ABOUT THIS EXERCISE -
Search the material below for the word "resolved". Copy every line that has it.

────────────────────

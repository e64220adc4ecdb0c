/// Transaction Enrichment
///
/// Turns a node transaction into the explorer view:
/// 1. Input values and source addresses from the node's coin view
/// 2. Spend status of every output via the reverse spend index
/// 3. Fees as sum(inputs) - sum(outputs), coinbase excluded
///
/// Spend status is looked up per output, concurrently, on every call.
/// Nothing here is cached between requests.

use bitcoin::network::constants::Network;
use futures::future::try_join_all;
use serde::{Deserialize, Serialize};
use tracing::{debug, warn};

use crate::error::ExplorerError;
use crate::metrics;
use crate::node::ChainSource;
use crate::script_utils::classify_script;
use crate::types::{CoinView, Hash256, MetaTransaction, OutPoint, Transaction};
use crate::units::{format_amount, satoshi_to_coin};

/// Value and owner of the output an input spends
#[derive(Debug, Clone, PartialEq, Eq)]
pub struct InputSource {
    pub value: i64,
    pub address: Option<String>,
}

/// A meta-transaction with every input resolved.
///
/// `sources` is index-aligned with `meta.tx.inputs`; coinbase inputs hold `None`.
#[derive(Debug, Clone)]
pub struct AnnotatedTransaction {
    pub meta: MetaTransaction,
    pub sources: Vec<Option<InputSource>>,
}

impl AnnotatedTransaction {
    pub fn value_in(&self) -> i64 {
        self.sources.iter().flatten().map(|s| s.value).sum()
    }
}

/// Back-reference from an output to the input that consumed it
#[derive(Debug, Clone, Copy, PartialEq, Eq)]
pub struct SpentOutput {
    pub txid: Hash256,
    pub index: u32,
    pub height: i32,
}

// ========== Wire Types ==========

#[derive(Serialize, Deserialize, Debug, Clone, PartialEq)]
pub struct ScriptSig {
    pub hex: String,
}

#[derive(Serialize, Deserialize, Debug, Clone, PartialEq)]
pub struct CoinbaseVin {
    pub coinbase: String,
    pub sequence: u32,
    pub n: u32,
}

#[derive(Serialize, Deserialize, Debug, Clone, PartialEq)]
pub struct RegularVin {
    pub txid: Hash256,
    pub vout: u32,
    pub sequence: u32,
    pub n: u32,
    #[serde(rename = "scriptSig")]
    pub script_sig: ScriptSig,
    pub addr: Option<String>,
    #[serde(rename = "valueSat")]
    pub value_sat: i64,
    pub value: f64,
    #[serde(rename = "doubleSpentTxID")]
    pub double_spent_txid: Option<Hash256>,
}

#[derive(Serialize, Deserialize, Debug, Clone, PartialEq)]
#[serde(untagged)]
pub enum Vin {
    Coinbase(CoinbaseVin),
    Regular(RegularVin),
}

#[derive(Serialize, Deserialize, Debug, Clone, PartialEq)]
pub struct ScriptPubKey {
    pub hex: String,
    #[serde(skip_serializing_if = "Option::is_none")]
    pub addresses: Option<Vec<String>>,
    #[serde(rename = "type")]
    pub script_type: String,
}

#[derive(Serialize, Deserialize, Debug, Clone, PartialEq)]
pub struct Vout {
    /// Eight-decimal coin string, e.g. "0.00280000"
    pub value: String,
    pub n: u32,
    #[serde(rename = "scriptPubKey")]
    pub script_pub_key: ScriptPubKey,
    #[serde(rename = "spentTxId")]
    pub spent_tx_id: Option<Hash256>,
    #[serde(rename = "spentIndex")]
    pub spent_index: Option<u32>,
    #[serde(rename = "spentHeight")]
    pub spent_height: Option<i32>,
}

#[derive(Serialize, Deserialize, Debug, Clone, PartialEq)]
pub struct EnrichedTransaction {
    pub txid: Hash256,
    pub version: i32,
    pub locktime: u32,
    pub vin: Vec<Vin>,
    pub vout: Vec<Vout>,
    pub blockhash: Option<Hash256>,
    pub blockheight: i32,
    pub confirmations: u32,
    pub time: u32,
    pub blocktime: u32,
    #[serde(rename = "isCoinBase", skip_serializing_if = "Option::is_none", default)]
    pub is_coin_base: Option<bool>,
    #[serde(rename = "valueOut")]
    pub value_out: f64,
    pub size: u32,
    #[serde(rename = "valueIn", skip_serializing_if = "Option::is_none", default)]
    pub value_in: Option<f64>,
    #[serde(skip_serializing_if = "Option::is_none", default)]
    pub fees: Option<f64>,
}

// ========== Resolution ==========

/// Match each input of `tx` with the coin it spends.
///
/// A non-coinbase input whose previous output is absent from `view` means
/// the node's indexes disagree with each other, which is reported rather
/// than papered over.
pub fn resolve_input_sources(
    view: &CoinView,
    tx: &Transaction,
) -> Result<Vec<Option<InputSource>>, ExplorerError> {
    tx.inputs
        .iter()
        .map(|input| match input.prevout {
            None => Ok(None),
            Some(prevout) => view
                .get(&prevout)
                .map(|coin| {
                    Some(InputSource {
                        value: coin.value,
                        address: coin.address.clone(),
                    })
                })
                .ok_or(ExplorerError::MissingPrevout {
                    txid: tx.txid,
                    prevout,
                }),
        })
        .collect()
}

/// Fetch the coin view for `meta` and resolve its inputs
pub async fn annotate(
    chain: &dyn ChainSource,
    meta: MetaTransaction,
) -> Result<AnnotatedTransaction, ExplorerError> {
    let view = chain.coin_view(&meta.tx).await?;
    let sources = resolve_input_sources(&view, &meta.tx)?;
    Ok(AnnotatedTransaction { meta, sources })
}

/// Annotate a batch of transactions concurrently, preserving order
pub async fn annotate_all(
    chain: &dyn ChainSource,
    metas: Vec<MetaTransaction>,
) -> Result<Vec<AnnotatedTransaction>, ExplorerError> {
    try_join_all(metas.into_iter().map(|meta| annotate(chain, meta))).await
}

async fn resolve_spent_output(
    chain: &dyn ChainSource,
    outpoint: OutPoint,
) -> Result<Option<SpentOutput>, ExplorerError> {
    let spender_txid = match chain.spending_transaction(&outpoint).await? {
        Some(txid) => txid,
        None => {
            metrics::increment_spent_lookups("unspent");
            return Ok(None);
        }
    };

    let spender = match chain.meta_transaction(&spender_txid).await? {
        Some(meta) => meta,
        None => {
            warn!(
                txid = %outpoint.txid,
                vout = outpoint.vout,
                spender = %spender_txid,
                "Spend index points at unknown transaction, reporting output unspent"
            );
            metrics::increment_spent_lookups("index_mismatch");
            return Ok(None);
        }
    };

    match spender
        .tx
        .inputs
        .iter()
        .position(|input| input.prevout == Some(outpoint))
    {
        Some(index) => {
            metrics::increment_spent_lookups("spent");
            Ok(Some(SpentOutput {
                txid: spender_txid,
                index: index as u32,
                height: spender.height,
            }))
        }
        None => {
            warn!(
                txid = %outpoint.txid,
                vout = outpoint.vout,
                spender = %spender_txid,
                "Spender has no input for this output, reporting output unspent"
            );
            metrics::increment_spent_lookups("index_mismatch");
            Ok(None)
        }
    }
}

/// Spend status of every output of `tx`, index-aligned with `tx.outputs`
pub async fn resolve_spent_outputs(
    chain: &dyn ChainSource,
    tx: &Transaction,
) -> Result<Vec<Option<SpentOutput>>, ExplorerError> {
    let lookups = (0..tx.outputs.len())
        .map(|index| resolve_spent_output(chain, OutPoint::new(tx.txid, index as u32)));
    try_join_all(lookups).await
}

/// Fully enrich one transaction
pub async fn enrich(
    chain: &dyn ChainSource,
    meta: MetaTransaction,
    best_height: i32,
    network: Network,
) -> Result<EnrichedTransaction, ExplorerError> {
    let (view, spent) = futures::try_join!(
        chain.coin_view(&meta.tx),
        resolve_spent_outputs(chain, &meta.tx)
    )?;
    let sources = resolve_input_sources(&view, &meta.tx)?;
    let annotated = AnnotatedTransaction { meta, sources };

    debug!(
        txid = %annotated.meta.tx.txid,
        inputs = annotated.sources.len(),
        outputs = spent.len(),
        "Enriched transaction"
    );
    Ok(build_enriched(&annotated, &spent, best_height, network))
}

/// Input total and fee, `None` for coinbase transactions
fn fee_summary(annotated: &AnnotatedTransaction) -> Option<(i64, i64)> {
    let tx = &annotated.meta.tx;
    if tx.is_coinbase() {
        return None;
    }

    let value_in = annotated.value_in();
    let value_out = tx.value_out();
    let fee = value_in - value_out;
    if fee < 0 {
        warn!(
            txid = %tx.txid,
            value_in = value_in,
            value_out = value_out,
            fee = fee,
            "Transaction spends more than its inputs"
        );
        metrics::increment_invariant_violations("negative_fee");
    }
    Some((value_in, fee))
}

fn map_vin(annotated: &AnnotatedTransaction) -> Vec<Vin> {
    annotated
        .meta
        .tx
        .inputs
        .iter()
        .zip(annotated.sources.iter())
        .enumerate()
        .map(|(n, (input, source))| match input.prevout {
            None => Vin::Coinbase(CoinbaseVin {
                coinbase: hex::encode(&input.script_sig),
                sequence: input.sequence,
                n: n as u32,
            }),
            Some(prevout) => {
                if source.is_none() {
                    warn!(
                        txid = %annotated.meta.tx.txid,
                        input = n,
                        prevout = %prevout.txid,
                        "Input has no resolved source"
                    );
                }
                let value_sat = source.as_ref().map_or(0, |s| s.value);
                Vin::Regular(RegularVin {
                    txid: prevout.txid,
                    vout: prevout.vout,
                    sequence: input.sequence,
                    n: n as u32,
                    script_sig: ScriptSig {
                        hex: hex::encode(&input.script_sig),
                    },
                    addr: source.as_ref().and_then(|s| s.address.clone()),
                    value_sat,
                    value: satoshi_to_coin(value_sat),
                    double_spent_txid: None,
                })
            }
        })
        .collect()
}

fn map_vout(tx: &Transaction, spent: &[Option<SpentOutput>], network: Network) -> Vec<Vout> {
    tx.outputs
        .iter()
        .enumerate()
        .map(|(n, output)| {
            let class = classify_script(&output.script_pubkey, network);
            let spent = spent.get(n).copied().flatten();
            Vout {
                value: format_amount(output.value),
                n: n as u32,
                script_pub_key: ScriptPubKey {
                    hex: hex::encode(&output.script_pubkey),
                    addresses: class.address().map(|a| vec![a.to_string()]),
                    script_type: class.type_name().to_string(),
                },
                spent_tx_id: spent.map(|s| s.txid),
                spent_index: spent.map(|s| s.index),
                spent_height: spent.map(|s| s.height),
            }
        })
        .collect()
}

/// Assemble the wire record from resolved inputs and spend status
pub fn build_enriched(
    annotated: &AnnotatedTransaction,
    spent: &[Option<SpentOutput>],
    best_height: i32,
    network: Network,
) -> EnrichedTransaction {
    let meta = &annotated.meta;
    let tx = &meta.tx;
    let fee = fee_summary(annotated);

    EnrichedTransaction {
        txid: tx.txid,
        version: tx.version,
        locktime: tx.lock_time,
        vin: map_vin(annotated),
        vout: map_vout(tx, spent, network),
        blockhash: meta.block_hash,
        blockheight: meta.height,
        confirmations: meta.confirmations(best_height),
        time: meta.time,
        blocktime: meta.time,
        is_coin_base: if tx.is_coinbase() { Some(true) } else { None },
        value_out: satoshi_to_coin(tx.value_out()),
        size: tx.size,
        value_in: fee.map(|(value_in, _)| satoshi_to_coin(value_in)),
        fees: fee.map(|(_, fee)| satoshi_to_coin(fee)),
    }
}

────────────────────

SOLUTION TO THIS TASK -
/// A meta-transaction with every input resolved.
                        "Input has no resolved source"
/// Assemble the wire record from resolved inputs and spend status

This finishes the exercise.